Caution: Factorization Machine is supported from Hivemall v0.4 or later.
First of all, please create ratings
table described in this article.
use movielens; SET hivevar:seed=31; DROP TABLE ratings_fm; CREATE TABLE ratings_fm as select rowid() as rowid, categorical_features(array("userid","movieid"), userid, movieid) as features, rating, rand(${seed}) as rnd from ratings CLUSTER BY rand(43); -- shuffle training input select * from ratings_fm limit 2;
rowid | features | rating | rnd |
---|---|---|---|
1-383970 | [“userid#2244”,“movieid#1272”] | 5 | 0.33947035987020546 |
1-557913 | [“userid#3425”,“movieid#2791”] | 4 | 0.12344886396954391 |
-- use 80% for training DROP TABLE training_fm; CREATE TABLE training_fm as select * from ratings_fm order by rnd DESC limit 800000; -- use 20% for testing DROP TABLE testing_fm; CREATE TABLE testing_fm as select * from ratings_fm order by rnd ASC limit 200209; -- testing table for prediction CREATE OR REPLACE VIEW testing_fm_exploded as select rowid, extract_feature(fv) as feature, extract_weight(fv) as Xi, rating from testing_fm t1 LATERAL VIEW explode(add_bias(features)) t2 as fv;
Caution: Don't forget to call add_bias
in the above query. No need to call add_bias
for preparing training data in Factorization Machines because it always considers it.
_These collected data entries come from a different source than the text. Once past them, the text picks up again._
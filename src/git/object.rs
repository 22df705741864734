//! Object store interface and the commit handle used while crossing into
//! submodules.

use git2::{ObjectType, Oid};

use crate::error::Result;

/// An object as stored: declared kind plus its uncompressed payload.
#[derive(Debug, Clone, PartialEq, Eq)]
pub struct RawObject {
    pub kind: ObjectType,
    pub data: Vec<u8>,
}

/// A staged path from the persisted index.
#[derive(Debug, Clone, PartialEq, Eq)]
pub struct IndexEntry {
    pub path: Vec<u8>,
    pub mode: u32,
    pub oid: Oid,
}

/// The persisted index of a repository, as loaded for pathspec matching.
#[derive(Debug, Clone, Default, PartialEq, Eq)]
pub struct IndexState {
    pub entries: Vec<IndexEntry>,
}

/// Backing storage of one repository.
///
/// `read_object` returns `Ok(None)` for an identity the store does not have;
/// `Err` is reserved for the store itself failing.
pub trait ObjectStore {
    fn read_object(&self, oid: Oid) -> Result<Option<RawObject>>;

    fn contains(&self, oid: Oid) -> Result<bool> {
        Ok(self.read_object(oid)?.is_some())
    }

    /// Follow tags and commits from `oid` down to a tree and return its id.
    fn peel_to_tree(&self, oid: Oid) -> Result<Oid>;

    /// Tree recorded by the commit `oid`, `None` when it records the null id.
    fn commit_tree_id(&self, oid: Oid) -> Result<Option<Oid>>;

    fn read_index(&self) -> Result<IndexState>;

    /// Open the repository checked out at `path`, relative to this
    /// repository's top level.
    fn open_submodule(&self, path: &str) -> Result<Box<dyn ObjectStore>>;

    /// Store-level override of the maximum tree depth, if configured.
    fn max_tree_depth(&self) -> Option<usize> {
        None
    }
}

#[derive(Debug, Clone, Copy, PartialEq, Eq)]
enum CommitState {
    Unparsed,
    Parsed { tree: Option<Oid> },
}

/// A commit handle inside one repository context.
#[derive(Debug, Clone, PartialEq, Eq)]
pub struct Commit {
    oid: Oid,
    state: CommitState,
}

impl Commit {
    pub(crate) fn new(oid: Oid) -> Self {
        Self {
            oid,
            state: CommitState::Unparsed,
        }
    }

    pub fn id(&self) -> Oid {
        self.oid
    }

    pub fn is_parsed(&self) -> bool {
        matches!(self.state, CommitState::Parsed { .. })
    }

    /// Tree recorded in the commit; `None` until parsed or when the commit
    /// points at the null tree.
    pub fn tree_id(&self) -> Option<Oid> {
        match self.state {
            CommitState::Unparsed => None,
            CommitState::Parsed { tree } => tree,
        }
    }

    pub(crate) fn set_parsed(&mut self, tree: Option<Oid>) {
        self.state = CommitState::Parsed { tree };
    }
}
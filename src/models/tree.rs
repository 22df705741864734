//! Tree listing DTOs.
//!
//! - `EntryType`: what kind of object an entry points at, derived from its mode
//! - `ListedEntry`: one visited entry, as printed or serialized by the CLI

use serde::{Deserialize, Serialize};

use crate::git::mode::{is_dir, is_gitlink, is_link};

#[derive(Debug, Clone, Copy, Serialize, Deserialize, PartialEq, Eq)]
#[serde(rename_all = "lowercase")]
pub enum EntryType {
    File,
    Directory,
    Symlink,
    Submodule,
}

impl EntryType {
    pub fn from_mode(mode: u32) -> Self {
        if is_dir(mode) {
            EntryType::Directory
        } else if is_gitlink(mode) {
            EntryType::Submodule
        } else if is_link(mode) {
            EntryType::Symlink
        } else {
            EntryType::File
        }
    }

    /// Object type name as `git ls-tree` prints it.
    pub fn object_kind(&self) -> &'static str {
        match self {
            EntryType::Directory => "tree",
            EntryType::Submodule => "commit",
            EntryType::File | EntryType::Symlink => "blob",
        }
    }
}

#[derive(Debug, Clone, Serialize, Deserialize, PartialEq, Eq)]
pub struct ListedEntry {
    /// Full path from the top-level tree, across submodules.
    pub path: String,
    pub name: String,
    /// Six-digit octal mode, e.g. `100644`.
    pub mode: String,
    pub entry_type: EntryType,
    pub oid: String,
}

impl ListedEntry {
    /// `<mode> <type> <oid>\t<path>`
    pub fn to_line(&self) -> String {
        format!(
            "{} {} {}\t{}",
            self.mode,
            self.entry_type.object_kind(),
            self.oid,
            self.path
        )
    }
}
-- number of factors set hivevar:factor=10; -- maximum number of training iterations set hivevar:iters=50;
drop table fm_model; create table fm_model as select feature, avg(Wi) as Wi, array_avg(Vif) as Vif from ( select train_fm(features, rating, "-factor ${factor} -iters ${iters} -eta 0.01") as (feature, Wi, Vif) from training_fm ) t group by feature;
Note: setting eta option is optional. However, setting -eta 0.01
usually works well.
train_fm
You can get usages of train_fm
by giving -help
option as follows:
select train_fm(features, rating, "-help") as (feature, Wi, Vif) from training_fm
usage: train_fm(array<string> x, double y [, const string options]) - Returns a prediction value [-adareg] [-c] [-cv_rate <arg>] [-disable_cv] [-eta <arg>] [-eta0 <arg>] [-f <arg>] [-help] [-init_v <arg>] [-int_feature] [-iters <arg>] [-lambda <arg>] [-max <arg>] [-maxval <arg>] [-min <arg>] [-min_init_stddev <arg>] [-p <arg>] [-power_t <arg>] [-seed <arg>] [-sigma <arg>] [-t <arg>] [-va_ratio <arg>] [-va_threshold <arg>] -adareg,--adaptive_regularizaion Whether to enable adaptive regularization [default: OFF] -c,--classification Act as classification -cv_rate,--convergence_rate <arg> Threshold to determine convergence [default: 0.005] -disable_cv,--disable_cvtest Whether to disable convergence check [default: OFF] -eta <arg> The initial learning rate -eta0 <arg> The initial learning rate [default 0.1] -f,--factor <arg> The number of the latent variables [default: 10] -help Show function help -init_v <arg> Initialization strategy of matrix V [random, gaussian] (default: random) -int_feature,--feature_as_integer Parse a feature as integer [default: OFF, ON if -p option is specified] -iters,--iterations <arg> The number of iterations [default: 1] -lambda,--lambda0 <arg> The initial lambda value for regularization [default: 0.01] -max,--max_target <arg> The maximum value of target variable -maxval,--max_init_value <arg> The maximum initial value in the matrix V [default: 1.0] -min,--min_target <arg> The minimum value of target variable -min_init_stddev <arg> The minimum standard deviation of initial matrix V [default: 0.1] -p,--size_x <arg> The size of x -power_t <arg> The exponent for inverse scaling learning rate [default 0.1] -seed <arg> Seed value [default: -1 (random)] -sigma <arg> The standard deviation for initializing V [default: 0.1] -t,--total_steps <arg> The total number of training examples -va_ratio,--validation_ratio <arg> Ratio of training data used for validation [default: 0.05f] -va_threshold,--validation_threshold <arg> Threshold to start validation. At least N training examples are used before validation [default: 1000]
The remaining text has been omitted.